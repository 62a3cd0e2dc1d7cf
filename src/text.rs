use crate::color::{level_style, paint, KEY, MESSAGE, MUTED, VALUE};
use crate::error::Error;
use crate::format::{Encoder, Handler};
use crate::record::Record;
use crate::sink::Sink;
use crate::value::{Attr, Value};
use std::borrow::Cow;
use std::sync::Arc;
use yansi::Style;

/// Writes records as a single `key=value` line:
///
/// ```text
/// time=<ts> level=<LEVEL> <message> key=value group.key=value source="file.rs:12"
/// ```
///
/// Keys and values that are empty or contain spaces, `=`, quotes or
/// control characters are written as quoted, escaped strings. The message
/// is never quoted but has its control characters escaped. With `color`
/// set the same bytes are interleaved with ANSI escapes, so stripping
/// them yields exactly the uncolored line.
pub(crate) struct TextHandler {
    sink: Arc<dyn Sink>,
    enc: Encoder,
    color: bool,
}

impl TextHandler {
    pub(crate) fn new(sink: Arc<dyn Sink>, enc: Encoder, color: bool) -> Self {
        TextHandler { sink, enc, color }
    }

    fn append_attrs(&self, line: &mut Line, prefix: &str, attrs: &[Attr]) {
        for attr in attrs {
            let key = if prefix.is_empty() {
                attr.key.clone()
            } else {
                format!("{}.{}", prefix, attr.key)
            };
            match &attr.value {
                Value::Group(children) => self.append_attrs(line, &key, children),
                value => {
                    let rendered = self.render(value);
                    // structured data stands out in a muted color
                    let style = if rendered.starts_with('{') || rendered.starts_with('[') {
                        MUTED
                    } else {
                        VALUE
                    };
                    line.sep();
                    line.paint(KEY, &quote(&key));
                    line.push("=");
                    line.paint(style, &quote(&rendered));
                }
            }
        }
    }

    fn render(&self, value: &Value) -> String {
        match value {
            Value::Time(t) => self.enc.format_time(t),
            other => other.to_string(),
        }
    }
}

impl Handler for TextHandler {
    fn handle(&self, record: &Record) -> Result<(), Error> {
        let mut line = Line::new(self.color);

        if let Some(attr) = self.enc.time_attr(record) {
            line.sep();
            line.push(&quote(&attr.key));
            line.push("=");
            line.push(&quote(&self.render(&attr.value)));
        }
        if let Some(attr) = self.enc.level_attr(record) {
            line.sep();
            line.push(&quote(&attr.key));
            line.push("=");
            line.paint(level_style(record.level), &quote(&self.render(&attr.value)));
        }
        if let Some(attr) = self.enc.message_attr(record) {
            line.sep();
            line.paint(MESSAGE, &escape_control(&self.render(&attr.value)));
        }

        self.append_attrs(&mut line, "", &self.enc.attrs(&record.attrs));

        if let Some(attr) = self.enc.source_attr(record) {
            line.sep();
            line.paint(MUTED, &format!("{}=", quote(&attr.key)));
            line.paint(MUTED, &format!("{:?}", self.render(&attr.value)));
        }

        line.push("\n");
        self.sink.write(line.as_bytes())?;
        Ok(())
    }
}

/// Output buffer that only emits escape codes when coloring is enabled.
struct Line {
    buf: String,
    color: bool,
}

impl Line {
    fn new(color: bool) -> Self {
        Line { buf: String::with_capacity(256), color }
    }

    fn sep(&mut self) {
        if !self.buf.is_empty() {
            self.buf.push(' ');
        }
    }

    fn push(&mut self, text: &str) {
        self.buf.push_str(text);
    }

    fn paint(&mut self, style: Style, text: &str) {
        if self.color {
            self.buf.push_str(&paint(style, text));
        } else {
            self.buf.push_str(text);
        }
    }

    fn as_bytes(&self) -> &[u8] {
        self.buf.as_bytes()
    }
}

fn needs_quoting(s: &str) -> bool {
    s.is_empty() || s.chars().any(|c| c == ' ' || c == '=' || c == '"' || c.is_control())
}

/// Quote and escape `s` when it would be ambiguous bare.
fn quote(s: &str) -> Cow<'_, str> {
    if needs_quoting(s) {
        Cow::Owned(format!("{:?}", s))
    } else {
        Cow::Borrowed(s)
    }
}

/// Escape control characters so the message stays on one line and cannot
/// carry raw escape sequences.
fn escape_control(s: &str) -> Cow<'_, str> {
    if s.chars().any(char::is_control) {
        let mut out = String::with_capacity(s.len() + 8);
        for c in s.chars() {
            if c.is_control() {
                out.extend(c.escape_default());
            } else {
                out.push(c);
            }
        }
        Cow::Owned(out)
    } else {
        Cow::Borrowed(s)
    }
}
use chrono::Duration;
use file_rotate::compression::Compression;
use file_rotate::suffix::{AppendTimestamp, DateFrom, FileLimit};
use file_rotate::{ContentLimit, FileRotate};
use serde::Deserialize;
use std::fs;
use std::io;
use std::path::Path;

const MEGABYTE: u64 = 1024 * 1024;

/// Timestamp appended to rotated files, e.g. `app.log.2024-05-01T10-00-00`.
/// Rotations within the same second get a numeric suffix.
const BACKUP_TIME_FORMAT: &str = "%Y-%m-%dT%H-%M-%S";

/// Rollover and retention settings for a rotating log file.
#[derive(Debug, Clone, PartialEq, Eq, Deserialize)]
#[serde(default)]
pub struct RotationConfig {
    /// Size in bytes after which the active file is rotated.
    pub max_size: u64,
    /// Rotated files to keep; `0` keeps all of them.
    pub max_backups: usize,
    /// Days to keep rotated files. Applies when `max_backups` is `0`;
    /// `0` disables age-based removal.
    pub max_age_days: u32,
    /// Gzip rotated files.
    pub compress: bool,
}

impl Default for RotationConfig {
    fn default() -> Self {
        RotationConfig {
            max_size: 100 * MEGABYTE,
            max_backups: 7,
            max_age_days: 30,
            compress: true,
        }
    }
}

impl RotationConfig {
    /// Set the size limit in megabytes and the number of kept backups.
    pub fn rotation(mut self, max_size_mb: u64, max_backups: usize) -> Self {
        self.max_size = max_size_mb.saturating_mul(MEGABYTE);
        self.max_backups = max_backups;
        self
    }

    pub fn max_size_bytes(mut self, max_size: u64) -> Self {
        self.max_size = max_size;
        self
    }

    pub fn max_age(mut self, days: u32) -> Self {
        self.max_age_days = days;
        self
    }

    pub fn compress(mut self, compress: bool) -> Self {
        self.compress = compress;
        self
    }

    fn file_limit(&self) -> FileLimit {
        if self.max_backups > 0 {
            FileLimit::MaxFiles(self.max_backups)
        } else if self.max_age_days > 0 {
            FileLimit::Age(Duration::days(i64::from(self.max_age_days)))
        } else {
            FileLimit::Unlimited
        }
    }

    fn content_limit(&self) -> ContentLimit {
        let bytes = usize::try_from(self.max_size).unwrap_or(usize::MAX);
        // rotate after the limit is passed so a record never spans two files
        ContentLimit::BytesSurpassed(bytes.max(1))
    }

    fn compression(&self) -> Compression {
        if self.compress {
            Compression::OnRotate(0)
        } else {
            Compression::None
        }
    }
}

/// Rotating file at `path` configured by `config`.
///
/// Creates missing parent directories first so the provider can open the
/// file.
pub(crate) fn open(path: &Path, config: &RotationConfig) -> io::Result<FileRotate<AppendTimestamp>> {
    if let Some(dir) = path.parent().filter(|d| !d.as_os_str().is_empty()) {
        fs::create_dir_all(dir)?;
    }
    Ok(FileRotate::new(
        path,
        AppendTimestamp::with_format(BACKUP_TIME_FORMAT, config.file_limit(), DateFrom::Now),
        config.content_limit(),
        config.compression(),
        #[cfg(unix)]
        None,
    ))
}

#[cfg(test)]
mod tests {
    use super::*;
    use std::io::Write;

    fn small(max_size: u64) -> RotationConfig {
        RotationConfig::default().max_size_bytes(max_size).compress(false)
    }

    #[test]
    fn defaults() {
        let config = RotationConfig::default();
        assert_eq!(config.max_size, 100 * MEGABYTE);
        assert_eq!(config.max_backups, 7);
        assert_eq!(config.max_age_days, 30);
        assert!(config.compress);
    }

    #[test]
    fn backups_take_priority_over_age() {
        assert!(matches!(small(1).file_limit(), FileLimit::MaxFiles(7)));

        let by_age = RotationConfig { max_backups: 0, ..small(1) };
        assert!(matches!(by_age.file_limit(), FileLimit::Age(d) if d == Duration::days(30)));

        let forever = RotationConfig { max_backups: 0, max_age_days: 0, ..small(1) };
        assert!(matches!(forever.file_limit(), FileLimit::Unlimited));
    }

    #[test]
    fn records_are_not_split_across_files() {
        let dir = tempfile::tempdir().unwrap();
        let path = dir.path().join("app.log");
        let mut file = open(&path, &small(8)).unwrap();

        for chunk in [b"12345\n", b"67890\n", b"abcde\n"] {
            file.write_all(chunk).unwrap();
        }
        file.flush().unwrap();

        let backups = file.log_paths();
        assert!(!backups.is_empty());
        let mut all = fs::read_to_string(&path).unwrap();
        for backup in &backups {
            let content = fs::read_to_string(backup).unwrap();
            assert!(content.lines().all(|l| l.len() == 5));
            all.push_str(&content);
        }
        let mut lines: Vec<_> = all.lines().collect();
        lines.sort();
        assert_eq!(lines, ["12345", "67890", "abcde"]);
    }

    #[test]
    fn open_creates_parent_directories() {
        let dir = tempfile::tempdir().unwrap();
        let path = dir.path().join("nested/deeper/app.log");
        let mut file = open(&path, &small(1024)).unwrap();
        file.write_all(b"x\n").unwrap();
        file.flush().unwrap();
        assert_eq!(fs::read(&path).unwrap(), b"x\n");
    }

    #[test]
    fn compresses_rotated_files() {
        let dir = tempfile::tempdir().unwrap();
        let path = dir.path().join("app.log");
        let mut file = open(&path, &small(4).compress(true)).unwrap();

        file.write_all(b"aaaaa").unwrap();
        file.write_all(b"bbbbb").unwrap();
        file.flush().unwrap();

        let backups = file.log_paths();
        assert!(!backups.is_empty());
        assert!(backups.iter().all(|b| b.to_string_lossy().ends_with(".gz")));
    }

    #[test]
    fn deserializes_with_defaults() {
        let config: RotationConfig = serde_json::from_str(r#"{"max_backups": 2}"#).unwrap();
        assert_eq!(config.max_backups, 2);
        assert_eq!(config.max_size, 100 * MEGABYTE);
    }
}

——

● **What this task involves**:
Repeat exactly the lines of the listing above, from the one with "#[cfg(test)]" down to the one with "for backup in"; both of those lines belong in the range.

● **Answer to the problem**:
#[cfg(test)]
mod tests {
    use super::*;
    use std::io::Write;

    fn small(max_size: u64) -> RotationConfig {
        RotationConfig::default().max_size_bytes(max_size).compress(false)
    }

    #[test]
    fn defaults() {
        let config = RotationConfig::default();
        assert_eq!(config.max_size, 100 * MEGABYTE);
        assert_eq!(config.max_backups, 7);
        assert_eq!(config.max_age_days, 30);
        assert!(config.compress);
    }

    #[test]
    fn backups_take_priority_over_age() {
        assert!(matches!(small(1).file_limit(), FileLimit::MaxFiles(7)));

        let by_age = RotationConfig { max_backups: 0, ..small(1) };
        assert!(matches!(by_age.file_limit(), FileLimit::Age(d) if d == Duration::days(30)));

        let forever = RotationConfig { max_backups: 0, max_age_days: 0, ..small(1) };
        assert!(matches!(forever.file_limit(), FileLimit::Unlimited));
    }

    #[test]
    fn records_are_not_split_across_files() {
        let dir = tempfile::tempdir().unwrap();
        let path = dir.path().join("app.log");
        let mut file = open(&path, &small(8)).unwrap();

        for chunk in [b"12345\n", b"67890\n", b"abcde\n"] {
            file.write_all(chunk).unwrap();
        }
        file.flush().unwrap();

        let backups = file.log_paths();
        assert!(!backups.is_empty());
        let mut all = fs::read_to_string(&path).unwrap();
        for backup in &backups {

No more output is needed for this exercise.